Punti che, va da sé non sono sequenziali, semmai si richiamano tra loro e si co-implicano.
L’espressione ‘fattori di successo’ merita una rapida considerazione. Certo molti saranno gli ingredienti, gli elementi in gioco, gli aspetti che sono in grado di influenzare o di co-determinare il successo. Già, il successo… Cos’è il successo e perché si è scelto questo termine? Proprio nel titolo troviamo un indizio, un segnale della attuale delicata fase che attraversano i servizi per l’integrazione socio-lavorativa (e forse in generale i servizi per il welfare). Servizi che corrono il rischio di non avere (più) successo, di essere poco apprezzati, di non essere valorizzati. Ecco forse perché ci si interroga sui fattori di successo. Se definissimo il successo come la capacità di raggiungere risultati utili e riconosciuti, la questione si farebbe forse più esplicita, ma non meno complessa. Il successo – l’efficacia riconosciuta – è oggi per i servizi un aspetto che li mette in difficoltà. Non solo si trovano a dovere lavorare per rispondere in modo adeguato alla complicate domande che vengono loro rivolte, ma operano in un’atmosfera sociale carica di tensioni e di sfiducia.

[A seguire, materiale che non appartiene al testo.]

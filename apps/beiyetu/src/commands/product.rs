//! # Product Commands
//!
//! Catalog commands: product list, search, best price, details and the
//! category view.
//!
//! ## Search Flow
//! ```text
//! ┌─────────────────────────────────────────────────────────────────────────┐
//! │                    Product Search Flow                                  │
//! │                                                                         │
//! │  User types "  MILK "                                                   │
//! │       │                                                                 │
//! │       ▼                                                                 │
//! │  trim ── any length; no match is an empty list                          │
//! │       │                                                                 │
//! │       ▼                                                                 │
//! │  CatalogState::search_products("MILK")                                  │
//! │       │  loads every product (joined with category names)               │
//! │       │  keeps names containing "milk", any case                        │
//! │       │  publishes the list (unless a newer request already did)        │
//! │       ▼                                                                 │
//! │  Vec<ProductDto>  (prices labelled with ConfigState::currency_symbol)   │
//! │                                                                         │
//! └─────────────────────────────────────────────────────────────────────────┘
//! ```

use serde::{Deserialize, Serialize};
use std::time::Instant;
use tracing::{debug, info};

use crate::error::ApiError;
use crate::state::{CatalogState, ConfigState};
use beiyetu_core::{CategoryGroup, CoreError, ProductDetails, ProductWithCategory, StorePriceListing};

/// Product DTO (Data Transfer Object).
///
/// Carries both the raw cents and a label formatted with the configured
/// currency symbol, so callers never do money arithmetic themselves.
#[derive(Debug, Clone, PartialEq, Eq, Serialize, Deserialize)]
#[serde(rename_all = "camelCase")]
pub struct ProductDto {
    pub id: i64,
    pub name: String,
    pub price_cents: i64,
    pub price_display: String,
    pub image_ref: String,
    pub description: Option<String>,
    pub category_name: String,
    pub subcategory_name: String,
}

impl ProductDto {
    pub fn new(p: ProductWithCategory, config: &ConfigState) -> Self {
        ProductDto {
            price_display: config.format_currency(p.price()),
            id: p.id,
            name: p.name,
            price_cents: p.price_cents,
            image_ref: p.image_ref,
            description: p.description,
            category_name: p.category_name,
            subcategory_name: p.subcategory_name,
        }
    }
}

/// One store's price for a product.
#[derive(Debug, Clone, PartialEq, Eq, Serialize, Deserialize)]
#[serde(rename_all = "camelCase")]
pub struct ListingDto {
    pub listing_id: i64,
    pub product_id: i64,
    pub store_id: i64,
    pub store_name: String,
    pub website_url: String,
    pub price_cents: i64,
    pub price_display: String,
}

impl ListingDto {
    pub fn new(l: StorePriceListing, config: &ConfigState) -> Self {
        ListingDto {
            price_display: config.format_currency(l.price()),
            listing_id: l.listing_id,
            product_id: l.product_id,
            store_id: l.store_id,
            store_name: l.store_name,
            website_url: l.website_url,
            price_cents: l.price_cents,
        }
    }
}

/// Product details screen: the product, every store price (cheapest
/// first) and the best offer picked out.
#[derive(Debug, Clone, PartialEq, Eq, Serialize, Deserialize)]
#[serde(rename_all = "camelCase")]
pub struct ProductDetailsDto {
    pub product: ProductDto,
    pub listings: Vec<ListingDto>,
    pub best: Option<ListingDto>,
}

impl ProductDetailsDto {
    pub fn new(d: ProductDetails, config: &ConfigState) -> Self {
        let best = d.best_listing().cloned().map(|l| ListingDto::new(l, config));
        ProductDetailsDto {
            product: ProductDto::new(d.product, config),
            listings: d.listings.into_iter().map(|l| ListingDto::new(l, config)).collect(),
            best,
        }
    }
}

#[derive(Debug, Clone, PartialEq, Eq, Serialize, Deserialize)]
#[serde(rename_all = "camelCase")]
pub struct CategoryGroupDto {
    pub category_name: String,
    pub products: Vec<ProductDto>,
}

impl CategoryGroupDto {
    pub fn new(g: CategoryGroup, config: &ConfigState) -> Self {
        CategoryGroupDto {
            category_name: g.category_name,
            products: to_dtos(g.products, config),
        }
    }
}

fn to_dtos(products: Vec<ProductWithCategory>, config: &ConfigState) -> Vec<ProductDto> {
    products.into_iter().map(|p| ProductDto::new(p, config)).collect()
}

/// Loads the whole catalog (home screen).
pub async fn load_all_products(
    catalog: &CatalogState,
    config: &ConfigState,
) -> Result<Vec<ProductDto>, ApiError> {
    let start = Instant::now();
    debug!("load_all_products command");

    let dtos = to_dtos(catalog.load_all_products().await?, config);

    info!(
        elapsed_ms = start.elapsed().as_secs_f64() * 1000.0,
        count = dtos.len(),
        "load_all_products complete"
    );
    Ok(dtos)
}

/// Searches products by name.
///
/// ## Arguments
/// * `query` - Case-insensitive substring; blank returns everything
pub async fn search_products(
    catalog: &CatalogState,
    config: &ConfigState,
    query: String,
) -> Result<Vec<ProductDto>, ApiError> {
    let start = Instant::now();
    let query = query.trim();

    debug!(query = %query, "search_products command");

    let dtos = to_dtos(catalog.search_products(query).await?, config);

    info!(
        elapsed_ms = start.elapsed().as_secs_f64() * 1000.0,
        count = dtos.len(),
        query = %query,
        "search_products complete"
    );
    Ok(dtos)
}

/// Cheapest store price for a product; `None` if no store carries it.
pub async fn get_best_price(
    catalog: &CatalogState,
    config: &ConfigState,
    product_id: i64,
) -> Result<Option<ListingDto>, ApiError> {
    debug!(product_id, "get_best_price command");

    Ok(catalog
        .get_best_price(product_id)
        .await?
        .map(|l| ListingDto::new(l, config)))
}

/// Product details with every store price.
///
/// ## Errors
/// `NOT_FOUND` when the product does not exist.
pub async fn load_product_details(
    catalog: &CatalogState,
    config: &ConfigState,
    product_id: i64,
) -> Result<ProductDetailsDto, ApiError> {
    debug!(product_id, "load_product_details command");

    let details = catalog
        .load_product_details(product_id)
        .await?
        .ok_or_else(|| CoreError::ProductNotFound(product_id.to_string()))?;

    Ok(ProductDetailsDto::new(details, config))
}

/// Loads the catalog and returns it grouped by category (categories screen).
pub async fn list_categories(
    catalog: &CatalogState,
    config: &ConfigState,
) -> Result<Vec<CategoryGroupDto>, ApiError> {
    debug!("list_categories command");

    catalog.load_all_products().await?;
    Ok(catalog
        .category_groups()
        .into_iter()
        .map(|g| CategoryGroupDto::new(g, config))
        .collect())
}

// =============================================================================
// Unit Tests
// =============================================================================

#[cfg(test)]
mod tests {
    use super::*;
    use crate::error::ErrorCode;
    use beiyetu_db::{seed_defaults, Database, DbConfig};

    async fn catalog() -> CatalogState {
        let db = Database::new(DbConfig::in_memory()).await.unwrap();
        seed_defaults(&db).await.unwrap();
        CatalogState::new(db)
    }

    #[tokio::test]
    async fn test_load_all_products_dtos() {
        let catalog = catalog().await;
        let config = ConfigState::default();

        let products = load_all_products(&catalog, &config).await.unwrap();
        assert_eq!(products.len(), 19);
        assert_eq!(products[0].price_display, "KSh 59,999.99");
        assert_eq!(products[0].category_name, "Electronics");
    }

    #[tokio::test]
    async fn test_prices_use_configured_symbol() {
        let catalog = catalog().await;
        let config = ConfigState::from_lookup(|key| {
            (key == "BEIYETU_CURRENCY_SYMBOL").then(|| "USD".to_string())
        });

        let products = load_all_products(&catalog, &config).await.unwrap();
        assert_eq!(products[0].price_display, "USD 59,999.99");

        let details = load_product_details(&catalog, &config, products[0].id).await.unwrap();
        assert!(details.listings.iter().all(|l| l.price_display.starts_with("USD ")));

        let groups = list_categories(&catalog, &config).await.unwrap();
        assert_eq!(groups[0].products[0].price_display, "USD 59,999.99");
    }

    #[tokio::test]
    async fn test_search_trims_and_ignores_case() {
        let catalog = catalog().await;
        let config = ConfigState::default();

        let hits = search_products(&catalog, &config, "  BREAD ".into()).await.unwrap();
        assert_eq!(hits.len(), 1);
        assert_eq!(hits[0].name, "Festive Bread");
    }

    #[tokio::test]
    async fn test_empty_search_returns_everything() {
        let catalog = catalog().await;
        let config = ConfigState::default();

        let all = load_all_products(&catalog, &config).await.unwrap();
        assert_eq!(search_products(&catalog, &config, String::new()).await.unwrap(), all);
    }

    #[tokio::test]
    async fn test_long_search_returns_empty_list() {
        let catalog = catalog().await;
        let config = ConfigState::default();

        let hits = search_products(&catalog, &config, "x".repeat(101)).await.unwrap();
        assert!(hits.is_empty());
    }

    #[tokio::test]
    async fn test_best_price_dto() {
        let catalog = catalog().await;
        let config = ConfigState::default();
        let products = search_products(&catalog, &config, "lipstick".into()).await.unwrap();

        let best = get_best_price(&catalog, &config, products[0].id).await.unwrap().unwrap();
        assert_eq!(best.store_name, "Carrefour");
        assert_eq!(best.price_display, "KSh 950.00");

        assert!(get_best_price(&catalog, &config, 10_000).await.unwrap().is_none());
    }

    #[tokio::test]
    async fn test_details_include_best() {
        let catalog = catalog().await;
        let config = ConfigState::default();
        let soda = search_products(&catalog, &config, "soda".into()).await.unwrap().remove(0);

        let details = load_product_details(&catalog, &config, soda.id).await.unwrap();
        assert_eq!(details.product, soda);
        assert_eq!(details.listings.len(), 3);
        assert_eq!(details.best.as_ref(), details.listings.first());
        assert_eq!(details.best.unwrap().store_name, "Quick Mart");
    }

    #[tokio::test]
    async fn test_details_not_found() {
        let catalog = catalog().await;

        let err = load_product_details(&catalog, &ConfigState::default(), 31_337)
            .await
            .unwrap_err();
        assert_eq!(err.code, ErrorCode::NotFound);
        assert_eq!(err.message, "Product not found: 31337");
    }

    #[tokio::test]
    async fn test_list_categories() {
        let catalog = catalog().await;
        let config = ConfigState::default();
        search_products(&catalog, &config, "milk".into()).await.unwrap();

        let groups = list_categories(&catalog, &config).await.unwrap();
        assert_eq!(groups.len(), 7);

        let total: usize = groups.iter().map(|g| g.products.len()).sum();
        assert_eq!(total, 19);

        let cereals = groups.iter().find(|g| g.category_name == "Cereals").unwrap();
        let names: Vec<&str> = cereals.products.iter().map(|p| p.name.as_str()).collect();
        assert_eq!(
            names,
            vec!["Dawaat Basmati Rice", "Pembe 2kg Maize Flour", "EXE 2kgs All-purpose Flour"]
        );
    }
}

Perché i servizi per l’integrazione socio-lavorativa sono importanti? Forse prima di una risposta che metta in luce la loro attuale utilità funzionale è necessaria una considerazione sulla ‘materia’ trattata dalla loro azione. Il lavoro appunto.
Siamo in presenza di servizi che lavorano perché concretamente l’accesso al lavoro sia un diritto per tutti, servizi che operano per costruire una società inclusiva, che promuova eguaglianza nelle opportunità.

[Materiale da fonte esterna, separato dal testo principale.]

//! # State Module
//!
//! Application state, one focused type per concern. Commands take only the
//! state they need.
//!
//! ```text
//! ┌─────────────────────────────────────────────────────────────────────────┐
//! │                    State Architecture                                   │
//! │                                                                         │
//! │  AppState (built once in run())                                        │
//! │          │                                                              │
//! │   ┌──────┴─────────┬─────────────────┬──────────────────┐              │
//! │   ▼                ▼                 ▼                  ▼              │
//! │  ┌──────────────┐ ┌──────────────┐ ┌──────────────┐ ┌──────────────┐  │
//! │  │ CatalogState │ │ CommentState │ │ SessionState │ │ ConfigState  │  │
//! │  │              │ │              │ │              │ │              │  │
//! │  │ Database     │ │ Arc<Mutex<   │ │ Arc<Mutex<   │ │ currency     │  │
//! │  │ watch::Sender│ │  HashMap>>   │ │  Option>>    │ │ author       │  │
//! │  └──────────────┘ └──────────────┘ └──────────────┘ └──────────────┘  │
//! │                                                                         │
//! │  THREAD SAFETY:                                                        │
//! │  • CatalogState: pool is thread-safe, snapshots behind watch channels  │
//! │  • CommentState / SessionState: Arc<Mutex<T>>                          │
//! │  • ConfigState: Read-only after initialization                         │
//! └─────────────────────────────────────────────────────────────────────────┘
//! ```

mod catalog;
mod comments;
mod config;
mod session;

pub use catalog::{CatalogState, DetailsSnapshot, ProductsSnapshot};
pub use comments::CommentState;
pub use config::ConfigState;
pub use session::SessionState;

use beiyetu_db::Database;

/// Every piece of state the commands need, built together.
#[derive(Debug)]
pub struct AppState {
    pub catalog: CatalogState,
    pub comments: CommentState,
    pub session: SessionState,
    pub config: ConfigState,
}

impl AppState {
    pub fn new(db: Database, config: ConfigState) -> Self {
        AppState {
            catalog: CatalogState::new(db),
            comments: CommentState::new(),
            session: SessionState::new(),
            config,
        }
    }
}
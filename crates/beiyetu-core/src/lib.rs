//! # beiyetu-core: Pure Catalog Logic for Bei Yetu
//!
//! This crate is the **heart** of Bei Yetu. It holds the catalog types and
//! every piece of logic that does not need a database: search filtering,
//! grouping by category and best-price selection.
//!
//! ## Architecture Position
//! ```text
//! ┌─────────────────────────────────────────────────────────────────────────┐
//! │                        Bei Yetu Architecture                            │
//! │                                                                         │
//! │  ┌─────────────────────────────────────────────────────────────────┐   │
//! │  │                    Screens (out of scope)                       │   │
//! │  │    Home ──► Categories ──► Search ──► Product Details           │   │
//! │  └─────────────────────────────┬───────────────────────────────────┘   │
//! │                                │                                        │
//! │  ┌─────────────────────────────▼───────────────────────────────────┐   │
//! │  │                 apps/beiyetu (commands + state)                 │   │
//! │  │    search_products, get_best_price, add_comment, etc.           │   │
//! │  └─────────────────────────────┬───────────────────────────────────┘   │
//! │                                │                                        │
//! │  ┌─────────────────────────────▼───────────────────────────────────┐   │
//! │  │               ★ beiyetu-core (THIS CRATE) ★                     │   │
//! │  │                                                                 │   │
//! │  │   ┌───────────┐  ┌───────────┐  ┌───────────┐  ┌───────────┐  │   │
//! │  │   │   types   │  │   money   │  │  catalog  │  │ validation│  │   │
//! │  │   │  Product  │  │   Money   │  │  filter   │  │   rules   │  │   │
//! │  │   │  Listing  │  │           │  │  group    │  │  checks   │  │   │
//! │  │   └───────────┘  └───────────┘  └───────────┘  └───────────┘  │   │
//! │  │                                                                 │   │
//! │  │   NO I/O • NO DATABASE • NO NETWORK • PURE FUNCTIONS           │   │
//! │  └─────────────────────────────────────────────────────────────────┘   │
//! │                                │                                        │
//! │  ┌─────────────────────────────▼───────────────────────────────────┐   │
//! │  │                  beiyetu-db (Database Layer)                    │   │
//! │  │              SQLite queries, migrations, seeder                 │   │
//! │  └─────────────────────────────────────────────────────────────────┘   │
//! └─────────────────────────────────────────────────────────────────────────┘
//! ```
//!
//! ## Modules
//!
//! - [`types`] - Entities (Category, Product, Listing, ...) and projections
//! - [`money`] - Integer-cents Money type and price formatting
//! - [`catalog`] - Search filter, category grouping, best-price pick
//! - [`error`] - Domain error types
//! - [`validation`] - Input validation
//!
//! ## Example Usage
//!
//! ```rust
//! use beiyetu_core::money::Money;
//!
//! // Prices are stored in cents (never as floats!)
//! let price = Money::from_cents(5_799_900);
//! assert_eq!(price.format_with_symbol("KSh"), "KSh 57,999.00");
//! ```

// =============================================================================
// Module Declarations
// =============================================================================

pub mod catalog;
pub mod error;
pub mod money;
pub mod types;
pub mod validation;

// =============================================================================
// Re-exports for Convenience
// =============================================================================
// These allow users to do `use beiyetu_core::Money` instead of
// `use beiyetu_core::money::Money`

pub use error::{CoreError, CoreResult, ValidationError};
pub use money::Money;
pub use types::*;

// =============================================================================
// Crate-Level Constants
// =============================================================================

/// Author recorded on a comment when nobody is signed in.
pub const ANONYMOUS_AUTHOR: &str = "Anonymous";
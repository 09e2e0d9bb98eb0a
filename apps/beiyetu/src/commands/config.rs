//! # Config Commands
//!
//! Read-only access to the display configuration.

use tracing::debug;

use crate::error::ApiError;
use crate::state::ConfigState;

/// Gets the current application configuration.
///
/// Backs `beiyetu config` and the shell's `config` line.
pub fn get_config(config: &ConfigState) -> Result<ConfigState, ApiError> {
    debug!("get_config command");
    Ok(config.clone())
}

Proprio quando il lavoro sembra essere un bene scarso per tutti, scattano rincorse forse comprensibili, si manifestano esclusioni subdolamente legittimate: “C’è già poco lavoro, perché dobbiamo spendere soldi per persone in difficoltà?” Il tentativo di affrontare i problemi (che ci sono!) in chiave collettiva, provando a ricercare modalità per affrontarli (la costruzione di politiche sociali) sembra perdere di significato.
Un modo per attribuire senso al lavoro dei servizi è non schiacciarsi sul tecnicismo operativo, ma assumersi una parte di elaborazione culturale a proposito del tema lavoro. Un impegno che significa non legarsi a prospettive ideologiche forse superate e difensive, quanto piuttosto assumere che un pezzo dell’attività operativa è pensare, riflettere, ragionare, contribuire al dibattito.
Non credo sia semplice riaffermare il senso del lavoro per l’accesso nella nostra società, senza correre il rischio di trasformare l’importanza del lavoro in una celebrazione retorica. Il lavoro non è solo lo spazio dell’integrazione è anche spazio di fatiche e manipolazioni, di relazioni svalutanti… Ad esempio come parliamo oggi di qualità della vita al lavoro? Come teniamo insieme lavoro e responsabilità sociale?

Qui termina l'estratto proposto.